Médico atende homem de 45 anos que apresenta exame positivo para sífilis. Paciente está preocupado com a saúde da parceira, acompanhada pela mesma equipe de saúde da família, e pede que o médico solicite o exame da parceira sem que ela saiba o resultado do exame dele.EM RELAÇÃO À SOLICITAÇÃO DO EXAME DE INVESTIGAÇÃO DE SÍFILIS PARA A PARCEIRA, A CONDUTA É:

Alternativas

  1. A) Solicitar exame e contar sobre o exame do marido, se resultado positivo.
  2. B) Não investigar a parceira e tratar o marido.
  3. C) Pactuar com o paciente que ele conte o seu resultado e depois solicitar o exame.
  4. D) Atender ao pedido do paciente e solicitar o exame.

Pérola Clínica

Sífilis: sigilo médico + notificação parceiro → pactuar com paciente para ele comunicar.

Resumo-Chave

Em casos de IST, o sigilo do paciente é primordial. A conduta ética envolve aconselhar o paciente a comunicar seu parceiro, oferecendo suporte e, somente após a anuência, proceder com a investigação do contato, respeitando a autonomia e a relação de confiança.

Contexto Educacional

O sigilo médico é um pilar fundamental da relação médico-paciente, garantido pelo Código de Ética Médica. Em situações de Doenças Sexualmente Transmissíveis (IST) como a sífilis, a questão da confidencialidade se cruza com a necessidade de saúde pública de notificar e tratar parceiros para interromper a cadeia de transmissão. A prevalência de sífilis tem aumentado no Brasil, tornando a abordagem correta desses casos crucial para a saúde individual e coletiva. A conduta diagnóstica e terapêutica em sífilis é bem estabelecida, mas a abordagem da parceria requer sensibilidade e ética. O médico deve acolher o paciente, informá-lo sobre a doença e a importância de notificar o parceiro para investigação e tratamento. A estratégia ideal é pactuar com o paciente para que ele mesmo comunique o parceiro, oferecendo suporte e aconselhamento. Somente em situações extremas, e após esgotar todas as tentativas, a quebra de sigilo pode ser considerada, sempre com base em critérios éticos e legais rigorosos. A autonomia do paciente é um direito inalienável, e forçar a comunicação ou quebrar o sigilo sem consentimento pode minar a confiança e afastar o paciente do serviço de saúde. Portanto, o foco deve ser no aconselhamento e na facilitação da comunicação pelo próprio paciente. A equipe de saúde da família desempenha um papel vital nesse processo, oferecendo um ambiente de confiança e continuidade do cuidado, o que favorece a adesão e a resolução ética desses dilemas.

Perguntas Frequentes

Qual a importância do sigilo médico em casos de IST como a sífilis?

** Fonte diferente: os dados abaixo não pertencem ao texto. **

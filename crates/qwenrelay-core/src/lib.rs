//! QwenRelay Core — configuration, data paths, error types.

pub mod config;
pub mod error;

pub use config::{Config, DataPaths, SiteConfig};
pub use error::{Error, Result};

O sigilo médico é fundamental para manter a confiança entre paciente e profissional, incentivando a busca por tratamento e a adesão. Em IST, ele protege a privacidade e evita estigmas, sendo um pilar da relação terapêutica.

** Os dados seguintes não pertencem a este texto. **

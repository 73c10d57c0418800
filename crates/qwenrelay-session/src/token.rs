//! Bearer-token file store.
//!
//! One token process-wide, written verbatim. Last writer wins; callers
//! serialize access through the single dispatcher. I/O failures are logged
//! and reported as a failed save/load, never propagated.

use std::path::{Path, PathBuf};

use tracing::{info, warn};

#[derive(Debug, Clone)]
pub struct TokenStore {
    path: PathBuf,
}

impl TokenStore {
    pub fn new(path: &Path) -> Self {
        Self {
            path: path.to_path_buf(),
        }
    }

    /// Write the token verbatim, creating parent directories as needed.
    pub fn save(&self, token: &str) -> bool {
        if token.is_empty() {
            return false;
        }
        if let Some(parent) = self.path.parent() {
            if let Err(e) = std::fs::create_dir_all(parent) {
                warn!("Failed to create session directory: {}", e);
                return false;
            }
        }
        match std::fs::write(&self.path, token) {
            Ok(()) => {
                info!("Auth token saved");
                true
            }
            Err(e) => {
                warn!("Failed to save auth token: {}", e);
                false
            }
        }
    }

    /// Read the stored token, if any.
    pub fn load(&self) -> Option<String> {
        match std::fs::read_to_string(&self.path) {
            Ok(token) if !token.is_empty() => {
                info!("Auth token loaded");
                Some(token)
            }
            Ok(_) => None,
            Err(_) => None,
        }
    }

    /// Remove the token file.
    pub fn clear(&self) -> bool {
        match std::fs::remove_file(&self.path) {
            Ok(()) => true,
            Err(e) if e.kind() == std::io::ErrorKind::NotFound => false,
            Err(e) => {
                warn!("Failed to clear auth token: {}", e);
                false
            }
        }
    }
}
//! Chat and message records as persisted on disk.

use serde::{Deserialize, Serialize};
use std::collections::HashMap;

/// Messages per chat; when exceeded, the oldest entries after the first are
/// dropped. The very first message (the conversation seed) is never evicted.
pub const MAX_HISTORY_LENGTH: usize = 100;

#[derive(Debug, Clone, Copy, PartialEq, Eq, Serialize, Deserialize)]
#[serde(rename_all = "lowercase")]
pub enum Role {
    User,
    Assistant,
}

/// A single chat message. Append-only; never mutated or deleted individually.
#[derive(Debug, Clone, Serialize, Deserialize)]
pub struct Message {
    /// Defaulted on read so legacy records without ids survive migration.
    #[serde(default = "new_message_id")]
    pub id: String,
    pub role: Role,
    pub content: String,
    /// Unix seconds.
    #[serde(default = "now_secs")]
    pub timestamp: i64,
    /// Usage metadata from the remote call; assistant messages only.
    #[serde(default, skip_serializing_if = "HashMap::is_empty")]
    pub info: HashMap<String, serde_json::Value>,
    #[serde(default = "default_chat_type")]
    pub chat_type: String,
}

pub(crate) fn default_chat_type() -> String {
    "t2t".into()
}

pub(crate) fn new_message_id() -> String {
    uuid::Uuid::new_v4().to_string()
}

pub(crate) fn now_secs() -> i64 {
    chrono::Utc::now().timestamp()
}

impl Message {
    pub fn user(content: impl Into<String>) -> Self {
        Self {
            id: uuid::Uuid::new_v4().to_string(),
            role: Role::User,
            content: content.into(),
            timestamp: chrono::Utc::now().timestamp(),
            info: HashMap::new(),
            chat_type: default_chat_type(),
        }
    }

    pub fn assistant(
        content: impl Into<String>,
        info: HashMap<String, serde_json::Value>,
    ) -> Self {
        Self {
            id: uuid::Uuid::new_v4().to_string(),
            role: Role::Assistant,
            content: content.into(),
            timestamp: chrono::Utc::now().timestamp(),
            info,
            chat_type: default_chat_type(),
        }
    }
}

/// A chat record as stored in `history/<id>.json`.
#[derive(Debug, Clone, Serialize, Deserialize)]
pub struct Chat {
    pub id: String,
    pub name: String,
    /// Unix milliseconds.
    pub created: i64,
    pub messages: Vec<Message>,
    /// Set when the record was migrated from the legacy bare-array format.
    #[serde(default, skip_serializing_if = "std::ops::Not::not")]
    pub was_converted: bool,
}

/// Listing entry for `GET /chats`.
#[derive(Debug, Clone, Serialize, Deserialize)]
#[serde(rename_all = "camelCase")]
pub struct ChatSummary {
    pub id: String,
    pub name: String,
    pub created: i64,
    pub message_count: usize,
    pub user_message_count: usize,
}

/// Rule set for `POST /chats/cleanup`. All fields optional; filters compose.
#[derive(Debug, Clone, Default, Deserialize)]
#[serde(rename_all = "camelCase")]
pub struct CleanupCriteria {
    /// Delete chats created more than this many milliseconds ago.
    pub older_than: Option<i64>,
    pub user_message_count_less_than: Option<usize>,
    pub message_count_less_than: Option<usize>,
    /// Keep at most this many chats, deleting oldest-by-creation first.
    pub max_chats: Option<usize>,
}

#[derive(Debug, Clone, Serialize)]
#[serde(rename_all = "camelCase")]
pub struct CleanupResult {
    pub success: bool,
    pub deleted_count: usize,
    pub deleted_chats: Vec<String>,
}
//! Error types for QwenRelay.

use thiserror::Error;

#[derive(Error, Debug)]
pub enum Error {
    /// Browser or context not initialized; fatal to the request, not retried.
    #[error("Configuration error: {0}")]
    Config(String),

    /// Recoverable by running the interactive authentication flow.
    #[error("Authentication required: {0}")]
    AuthRequired(String),

    /// Recoverable by extracting the token from a live page.
    #[error("Authorization token missing: {0}")]
    TokenMissing(String),

    /// Anti-bot verification challenge; requires relaunching in visible mode.
    #[error("Verification challenge: {0}")]
    Verification(String),

    /// Network/HTTP/parse failure from the completion endpoint.
    #[error("Remote call failed: {0}")]
    RemoteCall(String),

    #[error("Browser error: {0}")]
    Browser(String),

    #[error("JSON error: {0}")]
    Json(#[from] serde_json::Error),
}

pub type Result<T> = std::result::Result<T, Error>;
//! Shared application state.

use std::sync::Arc;

use qwenrelay_browser::BrowserSession;
use qwenrelay_chat::Dispatcher;
use qwenrelay_core::Config;

/// Shared application state accessible from all route handlers.
pub struct AppState {
    pub config: Config,
    pub session: Arc<BrowserSession>,
    pub dispatcher: Dispatcher,
}

impl AppState {
    pub fn new(config: Config, session: Arc<BrowserSession>) -> Self {
        let dispatcher = Dispatcher::new(&config, session.clone());
        Self {
            config,
            session,
            dispatcher,
        }
    }
}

Como o médico deve proceder para investigar a parceira de um paciente com sífilis?

O médico deve primeiro pactuar com o paciente para que ele mesmo comunique a parceira. Após o consentimento do paciente, o médico pode solicitar o exame da parceira, sempre respeitando a autonomia de ambos e oferecendo apoio.

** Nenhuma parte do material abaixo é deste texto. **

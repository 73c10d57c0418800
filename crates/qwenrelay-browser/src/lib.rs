//! Browser session — Chromium lifecycle over CDP, pooled pages, and the
//! login/verification state machine for the target chat site.

pub mod auth;
pub mod launch;
pub mod manager;
pub mod pool;

pub use auth::{AuthState, ConfirmGate, ConsoleGate};
pub use manager::BrowserSession;
pub use pool::{CdpPagePool, PagePool, PooledPage, POOL_CAPACITY};
// Copyright © 2024 Sven Moog
//
// This file is part of fe-rs.
//
// fe-rs is free software: you can redistribute it and/or modify it under
// the terms of the Mozilla Public License Version 2.0 as published by the
// Mozilla Foundation. See <https://mozilla.org/en-US/MPL/2.0/>.

//! This module contains primitives that the constructions build on but
//! which carry no security goal of their own, such as the symmetric layer
//! of the hybrid encryption.

pub mod symmetric;
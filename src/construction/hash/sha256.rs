// Copyright © 2024 Phil Milewski
//
// This file is part of fe-rs.
//
// fe-rs is free software: you can redistribute it and/or modify it under
// the terms of the Mozilla Public License Version 2.0 as published by the
// Mozilla Foundation. See <https://mozilla.org/en-US/MPL/2.0/>.

//! This module contains SHA-256 based hashes into the domains the
//! multi-authority ABE scheme needs: the pairing group `G1` for global
//! identifiers and a 32-byte symmetric key for the hybrid envelope.

use rabe_bn::{Fr, G1, Gt};
use sha2::{Digest, Sha256};

/// Hashes a given string into the pairing group `G1`.
///
/// Two domain-separated SHA-256 evaluations are concatenated to a 512-bit
/// block, interpreted as a scalar, and applied to the fixed generator.
///
/// Parameters:
/// - `label`: specifies the value that is hashed, e.g. a global identifier
///
/// Returns a [`G1`] element as a hash value for the given string.
///
/// # Examples
/// ```
/// use fe_rs::construction::hash::sha256::hash_to_g1;
///
/// let hash_1 = hash_to_g1("alice");
/// let hash_2 = hash_to_g1("alice");
/// assert!(hash_1 == hash_2);
/// assert!(hash_1 != hash_to_g1("bob"));
/// ```
pub fn hash_to_g1(label: &str) -> G1 {
    let mut block = [0u8; 64];
    for (i, half) in block.chunks_mut(32).enumerate() {
        let mut hasher = Sha256::new();
        hasher.update(i.to_string());
        hasher.update(" ");
        hasher.update(label);
        half.copy_from_slice(&hasher.finalize());
    }

    G1::one() * Fr::interpret(&block)
}

/// Hashes a target-group element into a 32-byte AES-256 key by applying
/// SHA-256 to its canonical serialization.
///
/// Parameters:
/// - `element`: specifies the session key element to be hashed
///
/// Returns a 32-byte symmetric key.
///
/// # Examples
/// ```
/// use fe_rs::construction::hash::sha256::hash_to_sym_key;
/// use rabe_bn::Gt;
///
/// let key = hash_to_sym_key(&Gt::one());
/// assert_eq!(32, key.len());
/// ```
pub fn hash_to_sym_key(element: &Gt) -> [u8; 32] {
    let serialized = serde_json::to_string(element).unwrap();

    let mut hasher = Sha256::new();
    hasher.update(serialized);
    hasher.finalize().into()
}

#[cfg(test)]
mod test_hash_to_g1 {
    use super::hash_to_g1;
    use rabe_bn::G1;

    /// Ensure that hashing is deterministic and distinct labels map to
    /// distinct group elements.
    #[test]
    fn deterministic_and_separating() {
        let labels = ["alice", "bob", "1", "17", ""];

        for label in labels {
            assert!(hash_to_g1(label) == hash_to_g1(label));
        }
        for label in &labels[1..] {
            assert!(hash_to_g1(labels[0]) != hash_to_g1(label));
        }
    }

    /// Ensure that the hash does not map to the neutral element.
    #[test]
    fn non_trivial() {
        assert!(G1::zero() != hash_to_g1("alice"));
    }
}

#[cfg(test)]
mod test_hash_to_sym_key {
    use super::hash_to_sym_key;
    use rabe_bn::{pairing, Fr, G1, G2};

    /// Ensure that equal group elements yield equal keys and distinct
    /// elements distinct keys.
    #[test]
    fn deterministic_and_separating() {
        let egt = pairing(G1::one(), G2::one());
        let other = egt.pow(Fr::from_str("42").unwrap());

        assert_eq!(hash_to_sym_key(&egt), hash_to_sym_key(&egt));
        assert_ne!(hash_to_sym_key(&egt), hash_to_sym_key(&other));
    }
}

Quais os princípios éticos envolvidos na notificação de parceiros em IST?

Os princípios incluem autonomia do paciente, beneficência (proteger a saúde do parceiro), não maleficência (evitar danos ao paciente) e justiça (acesso à saúde). O sigilo é um pilar central, mas a saúde pública também é uma consideração importante.